I understand that they might be infertile,but it still takes away 7 generations of pure birds in the process.With numbers in the wild diminishing,we need all the birds to remain pure.Take as look ast the endangered species list.There too many pheasants on there now that you would think are safe,like swinhoe,edwards,mikado.I know for a fact that there are 10 salvadoris in the U S.I think it's time to stop all the crossbreeding and help the species.
How does this 'take away 7 generations of pure birds in the process'? It's one hen. Do you say that because you expect her to produce seven generations? She should hopefully be bred to a male of her species, but by the sounds of it this is an interim happenstance since the male was lost. For all we know something worthwhile may come from this, stranger things have happened. But there's every chance the hybrids failing will put an end to it.
I am not sure whether it's the end for pheasants, a lot of people are saying they want to to try this so who knows. But I'm more concerned about the genetics side of this.
I hope these hybrids are not bred from other wise there could be some weird problems.
There are weird problems with various breeds of chooks and turkeys, in my opinion many purebred strains are worthy of being dogfood and nothing else. Except maybe pets.
Hybrids are very unlikely to manage to breed but if they do, even if there are genetic problems, the threadstarter is not doing anything worse than what many purebred breeders are doing with non hybridized birds and other animals. Look at some breeds of dogs --- their teeth do not even meet. Some breeds of cows routinely have deformed spines. There is no species of animal we keep that does not show some fault. Often we deliberately preserve it.
It's worth considering potential ramifications of some of our other commonly accepted breeding programmes. Some of these, if the unexpected happened and they got out of control, could leave no environment for pheasants to live in, never mind anything else. These are far more worthy issues to rise up in condemnation of than an uncommon attempt at making hybrids of two captive species which are known to mostly fail to hybridize.
Case in point: the bulk of the world's species depends on several small, often annoying species, including rodents, insects like flies, gnats, mozzies, etc, and other pests we devote a lot of time to destroying and are now tackling on the genetic levels, with most of the public's whole-hearted but short-sighted support. Even herbivores depend on them; creatures which do not directly eat these insects depend on other creatures that do; more plants are pollinated by various insects including flies, beetles, moths etc than by bees. Creatures that live in areas that don't have these species would have little or nothing to eat if some of their prey species did not spend part of their life cycle eating insects in different countries before travelling there.
We keep and breed countless strains of rats and mice for research which develop many diseases and failures of system, which are often freely available to be ordered by anyone whatsoever, and are often released or escape; before they die they can breed with wild populations; now before you think the whole lot of mice/rats etc dying of cancer or whatever would be great, remember they are a large part of our global ecosystem which is all interlinked, and to lose the food source of so many species would lead to many, many extinctions; it'd snowball and nobody can accurately predict what would become extinct, since our knowledge of our global organism is very fragmented and incomplete. We depend on things being the way they have been, and most if not all of us and our animals would not survive a sudden complete extinction of one of these prey species I've named.

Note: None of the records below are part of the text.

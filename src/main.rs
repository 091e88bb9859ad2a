#![warn(clippy::all)]

//! Street Glow - an interactive street network map.
//!
//! Street centerlines are loaded from GeoJSON, projected from a fixed
//! bounding box onto the canvas, and re-colored every time the pointer
//! moves: segments glow red near the pointer and fade to black with
//! distance.

mod config;
mod error;
mod events;
mod geo;
mod loader;
mod renderer;
mod state;
mod surface;
mod ui;

use config::MapConfig;
use eframe::egui;
use events::EventQueue;
use loader::StreetLoadChannel;
use renderer::StreetCanvas;
use state::AppState;

// Native entry point
#[cfg(not(target_arch = "wasm32"))]
fn main() -> eframe::Result<()> {
    env_logger::init();

    let config = match MapConfig::load() {
        Ok(config) => config,
        Err(e) => {
            log::error!("Invalid configuration: {}", e);
            std::process::exit(1);
        }
    };

    let native_options = eframe::NativeOptions::default();

    eframe::run_native(
        "Street Glow",
        native_options,
        Box::new(|cc| Ok(Box::new(StreetGlowApp::new(cc, config)))),
    )
}

// WASM entry point - main is not called on wasm32
#[cfg(target_arch = "wasm32")]
fn main() {}

/// Entry point for the WASM application.
#[cfg(target_arch = "wasm32")]
#[wasm_bindgen::prelude::wasm_bindgen(start)]
pub async fn start() {
    use eframe::wasm_bindgen::JsCast as _;

    // Redirect `log` messages to `console.log`:
    eframe::WebLogger::init(log::LevelFilter::Debug).ok();

    let config = MapConfig::load().unwrap_or_else(|e| {
        log::warn!("Invalid configuration, using defaults: {}", e);
        MapConfig::default()
    });

    let web_options = eframe::WebOptions::default();

    wasm_bindgen_futures::spawn_local(async move {
        let Some(document) = web_sys::window().and_then(|w| w.document()) else {
            log::error!("No document to attach to");
            return;
        };

        let Some(canvas) = document
            .get_element_by_id("street_canvas")
            .and_then(|e| e.dyn_into::<web_sys::HtmlCanvasElement>().ok())
        else {
            log::error!("Failed to find canvas element #street_canvas");
            return;
        };

        let start_result = eframe::WebRunner::new()
            .start(
                canvas,
                web_options,
                Box::new(|cc| Ok(Box::new(StreetGlowApp::new(cc, config)))),
            )
            .await;

        // Remove the loading text once the app has loaded:
        if let Some(loading_text) = document.get_element_by_id("loading_text") {
            match start_result {
                Ok(_) => {
                    loading_text.remove();
                }
                Err(e) => {
                    loading_text.set_inner_html(
                        "<p>The app has crashed. See the developer console for details.</p>",
                    );
                    log::error!("Failed to start eframe: {e:?}");
                }
            }
        }
    });
}

/// Main application state and logic.
pub struct StreetGlowApp {
    /// Application state containing all sub-states
    state: AppState,

    /// Events collected during the current frame
    events: EventQueue,

    /// Channel for the async street data load
    loader: StreetLoadChannel,

    /// Rasterized street layer and its texture
    street_canvas: StreetCanvas,
}

impl StreetGlowApp {
    /// Creates the app and starts loading the street data.
    pub fn new(cc: &eframe::CreationContext<'_>, config: MapConfig) -> Self {
        let state = AppState::new(&config);
        let loader = StreetLoadChannel::new();
        loader.load(cc.egui_ctx.clone(), config.data_source.clone());

        Self {
            state,
            events: EventQueue::new(),
            loader,
            street_canvas: StreetCanvas::new(),
        }
    }
}

impl eframe::App for StreetGlowApp {
    fn update(&mut self, ctx: &egui::Context, _frame: &mut eframe::Frame) {
        if let Some(result) = self.loader.try_recv() {
            self.events.push(result.into());
        }

        ui::render_top_bar(ctx, &self.state);
        ui::render_canvas(
            ctx,
            &mut self.state,
            &mut self.events,
            &mut self.street_canvas,
        );
    }
}
//! Pointer focus driving the street glow.

use eframe::egui::Pos2;

/// Last known pointer position on the map canvas, if any.
#[derive(Debug, Clone, Copy, Default, PartialEq)]
pub struct FocusPoint(Option<Pos2>);

impl FocusPoint {
    pub fn unset() -> Self {
        Self(None)
    }

    pub fn at(pos: Pos2) -> Self {
        Self(Some(pos))
    }

    pub fn position(&self) -> Option<Pos2> {
        self.0
    }

    /// Screen distance from the focus to `point`; infinite when unset.
    pub fn distance_to(&self, point: Pos2) -> f32 {
        self.0.map_or(f32::INFINITY, |focus| focus.distance(point))
    }
}

#[cfg(test)]
mod tests {
    use super::*;

    #[test]
    fn test_unset_focus_is_infinitely_far() {
        let focus = FocusPoint::unset();

        assert!(focus.position().is_none());
        assert_eq!(focus.distance_to(Pos2::ZERO), f32::INFINITY);
    }

    #[test]
    fn test_distance_is_euclidean() {
        let focus = FocusPoint::at(Pos2::new(3.0, 0.0));

        assert!((focus.distance_to(Pos2::new(0.0, 4.0)) - 5.0).abs() < 1e-6);
    }
}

Same with developing dud species of flies. The world depends on flies and other insects, even places that do not have flies have species whose food depends on flies or other creatures that depend on flies. Despite our dislike of them, we need flies, rats, mice, mosquitos, etc but nobody complains when they're genetically modified by breeding or other manipulation to be destined to fail, and to be able breed that on.
It's valid to worry about losing one higher-level species and try to protect it, but people should be more worried about what's happening to its environment and food sources than they are about a one member of the species being not included in a breeding program. But if they become extinct in the wild, despite people's best efforts we can basically expect to lose them in captivity too, gradually, with them degrading slowly into extinction. When I look at zoo-bred animals, many of them show serious genetic signs of worse offspring to come; they will not be fit nor able to repopulate the wild. But at this rate there will be no 'wild' to repopulate, anyway.
The bottom line to my examples above is that while Tony's concern is valid, breeding one pheasant hen a few times with a rooster isn't going to condemn the species any worse than its loss of wild habitat. If this person bought up large stocks of rare pheasants to cross with chooks, then sure, they'd be contributing to the extinction of pheasants. I've seen more badly bred examples in captivity than good ones though.